How to complete this task: Find and copy each line of the data that includes "wire".

Records from a data collection:
+ + + + +

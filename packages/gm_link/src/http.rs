//! Transport seam for the request channel.

use async_trait::async_trait;
use serde_json::Value;
use tracing::debug;

use crate::config::ApiConfig;
use crate::error::ApiError;

#[derive(Debug, Clone, Copy, PartialEq, Eq, Hash)]
pub enum Method {
    Get,
    Post,
    Patch,
    Delete,
}

impl Method {
    fn as_reqwest(self) -> reqwest::Method {
        match self {
            Self::Get => reqwest::Method::GET,
            Self::Post => reqwest::Method::POST,
            Self::Patch => reqwest::Method::PATCH,
            Self::Delete => reqwest::Method::DELETE,
        }
    }
}

/// One request, described independently of how it is sent so it can be
/// replayed with a different credential.
#[derive(Debug, Clone, PartialEq)]
pub struct ApiRequest {
    pub method: Method,
    /// Path under the configured base URL, e.g. `/session/players`.
    pub path: String,
    pub body: Option<Value>,
    /// Whether the access credential is attached.
    pub authenticated: bool,
}

impl ApiRequest {
    fn new(method: Method, path: impl Into<String>, body: Option<Value>) -> Self {
        Self {
            method,
            path: path.into(),
            body,
            authenticated: true,
        }
    }

    pub fn get(path: impl Into<String>) -> Self {
        Self::new(Method::Get, path, None)
    }

    pub fn post(path: impl Into<String>, body: Value) -> Self {
        Self::new(Method::Post, path, Some(body))
    }

    /// POST without a body.
    pub fn post_empty(path: impl Into<String>) -> Self {
        Self::new(Method::Post, path, None)
    }

    pub fn patch(path: impl Into<String>, body: Value) -> Self {
        Self::new(Method::Patch, path, Some(body))
    }

    pub fn delete(path: impl Into<String>) -> Self {
        Self::new(Method::Delete, path, None)
    }

    /// Send without the access credential.
    pub fn anonymous(mut self) -> Self {
        self.authenticated = false;
        self
    }
}

#[derive(Debug, Clone, PartialEq)]
pub struct ApiResponse {
    pub status: u16,
    pub body: Value,
}

impl ApiResponse {
    pub fn is_success(&self) -> bool {
        (200..300).contains(&self.status)
    }

    pub fn is_unauthorized(&self) -> bool {
        self.status == 401
    }

    /// The body of a 2xx response, or the matching [`ApiError`].
    pub fn into_result(self) -> Result<Value, ApiError> {
        if self.is_success() {
            return Ok(self.body);
        }
        if self.is_unauthorized() {
            return Err(ApiError::Unauthorized);
        }
        let message = match &self.body {
            Value::Object(map) => match map.get("detail") {
                Some(Value::String(detail)) => detail.clone(),
                Some(other) => other.to_string(),
                None => self.body.to_string(),
            },
            Value::String(text) => text.clone(),
            other => other.to_string(),
        };
        Err(ApiError::Status {
            status: self.status,
            message,
        })
    }
}

/// Sends one request. Non-2xx statuses are returned as responses, not
/// errors, so the caller can react to authorization failures.
#[async_trait]
pub trait HttpTransport: Send + Sync {
    async fn execute(
        &self,
        request: &ApiRequest,
        credential: Option<&str>,
    ) -> Result<ApiResponse, ApiError>;
}

/// [`HttpTransport`] over a shared reqwest client.
pub struct ReqwestTransport {
    client: reqwest::Client,
    config: ApiConfig,
}

impl ReqwestTransport {
    pub fn new(config: ApiConfig) -> Result<Self, ApiError> {
        let client = reqwest::Client::builder()
            .timeout(config.request_timeout)
            .build()
            .map_err(ApiError::from_reqwest)?;
        Ok(Self { client, config })
    }

    /// The wire form of `request`. The credential is attached only to
    /// authenticated requests, where the configured placement puts it.
    pub fn build(
        &self,
        request: &ApiRequest,
        credential: Option<&str>,
    ) -> Result<reqwest::Request, ApiError> {
        let url = self
            .config
            .endpoint(&request.path)
            .map_err(|e| ApiError::Transport(e.to_string()))?;

        let mut builder = self.client.request(request.method.as_reqwest(), url);
        if let Some(token) = credential.filter(|_| request.authenticated) {
            if self.config.placement.uses_header() {
                builder = builder.bearer_auth(token);
            }
            if self.config.placement.uses_query() {
                builder = builder.query(&[("token", token)]);
            }
        }
        if let Some(body) = &request.body {
            builder = builder.json(body);
        }
        builder.build().map_err(ApiError::from_reqwest)
    }
}

/// Empty bodies read as `null`. A 2xx body must be JSON; any other status
/// keeps a non-JSON body as text so it can still be reported.
fn decode_body(status: u16, text: String) -> Result<Value, ApiError> {
    if text.trim().is_empty() {
        return Ok(Value::Null);
    }
    match serde_json::from_str(&text) {
        Ok(body) => Ok(body),
        Err(e) if (200..300).contains(&status) => Err(ApiError::Decode(e)),
        Err(_) => Ok(Value::String(text)),
    }
}

#[async_trait]
impl HttpTransport for ReqwestTransport {
    async fn execute(
        &self,
        request: &ApiRequest,
        credential: Option<&str>,
    ) -> Result<ApiResponse, ApiError> {
        let wire = self.build(request, credential)?;
        let response = self
            .client
            .execute(wire)
            .await
            .map_err(ApiError::from_reqwest)?;
        let status = response.status().as_u16();
        let text = response.text().await.map_err(ApiError::from_reqwest)?;
        debug!(
            method = ?request.method,
            path = %request.path,
            status = status,
            "request completed"
        );

        let body = decode_body(status, text)?;
        Ok(ApiResponse { status, body })
    }
}

#[cfg(test)]
pub(crate) mod fake {
    use std::collections::HashMap;
    use std::sync::Mutex;
    use std::sync::atomic::{AtomicUsize, Ordering};
    use std::time::Duration;

    use serde_json::json;

    use super::*;

    pub(crate) const RENEWAL_PATH: &str = "/auth/refresh";

    pub(crate) enum RenewalBehavior {
        Issue { access: String, refresh: String },
        /// Hand out a pair the service then keeps refusing.
        IssueRefused { access: String, refresh: String },
        Reject,
    }

    /// In-memory service: accepts one access credential, answers renewals,
    /// and serves canned bodies per route.
    pub(crate) struct FakeHttp {
        pub valid_access: Mutex<String>,
        pub renewal: Mutex<RenewalBehavior>,
        pub renewal_delay: Duration,
        pub renewal_calls: AtomicUsize,
        pub routes: Mutex<HashMap<(Method, String), Value>>,
        pub log: Mutex<Vec<(ApiRequest, Option<String>)>>,
    }

    impl FakeHttp {
        pub(crate) fn new(valid_access: &str) -> Self {
            Self {
                valid_access: Mutex::new(valid_access.to_string()),
                renewal: Mutex::new(RenewalBehavior::Issue {
                    access: "fresh-access".into(),
                    refresh: "fresh-refresh".into(),
                }),
                renewal_delay: Duration::from_millis(50),
                renewal_calls: AtomicUsize::new(0),
                routes: Mutex::new(HashMap::new()),
                log: Mutex::new(Vec::new()),
            }
        }

        pub(crate) fn route(&self, method: Method, path: &str, body: Value) {
            self.routes
                .lock()
                .unwrap()
                .insert((method, path.to_string()), body);
        }

        pub(crate) fn renewal_count(&self) -> usize {
            self.renewal_calls.load(Ordering::SeqCst)
        }

        pub(crate) fn calls_to(&self, path: &str) -> Vec<(ApiRequest, Option<String>)> {
            self.log
                .lock()
                .unwrap()
                .iter()
                .filter(|(req, _)| req.path == path)
                .cloned()
                .collect()
        }
    }

    #[async_trait]
    impl HttpTransport for FakeHttp {
        async fn execute(
            &self,
            request: &ApiRequest,
            credential: Option<&str>,
        ) -> Result<ApiResponse, ApiError> {
            self.log
                .lock()
                .unwrap()
                .push((request.clone(), credential.map(str::to_string)));

            if request.path == RENEWAL_PATH {
                self.renewal_calls.fetch_add(1, Ordering::SeqCst);
                tokio::time::sleep(self.renewal_delay).await;
                let issued = match &*self.renewal.lock().unwrap() {
                    RenewalBehavior::Issue { access, refresh } => {
                        Some((access.clone(), refresh.clone(), true))
                    }
                    RenewalBehavior::IssueRefused { access, refresh } => {
                        Some((access.clone(), refresh.clone(), false))
                    }
                    RenewalBehavior::Reject => None,
                };
                return Ok(match issued {
                    Some((access, refresh, accepted)) => {
                        if accepted {
                            *self.valid_access.lock().unwrap() = access.clone();
                        }
                        ApiResponse {
                            status: 200,
                            body: json!({"access_token": access, "refresh_token": refresh}),
                        }
                    }
                    None => ApiResponse {
                        status: 401,
                        body: json!({"detail": "refresh token expired"}),
                    },
                });
            }

            if request.authenticated {
                let valid = self.valid_access.lock().unwrap().clone();
                if credential != Some(valid.as_str()) {
                    return Ok(ApiResponse {
                        status: 401,
                        body: json!({"detail": "token expired"}),
                    });
                }
            }

            let routed = self
                .routes
                .lock()
                .unwrap()
                .get(&(request.method, request.path.clone()))
                .cloned();
            Ok(match routed {
                Some(body) => ApiResponse { status: 200, body },
                None => ApiResponse {
                    status: 404,
                    body: json!({"detail": "Not Found"}),
                },
            })
        }
    }
}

+ + + + +

Answer to the problem:
    /// The wire form of `request`. The credential is attached only to
        let wire = self.build(request, credential)?;
            .execute(wire)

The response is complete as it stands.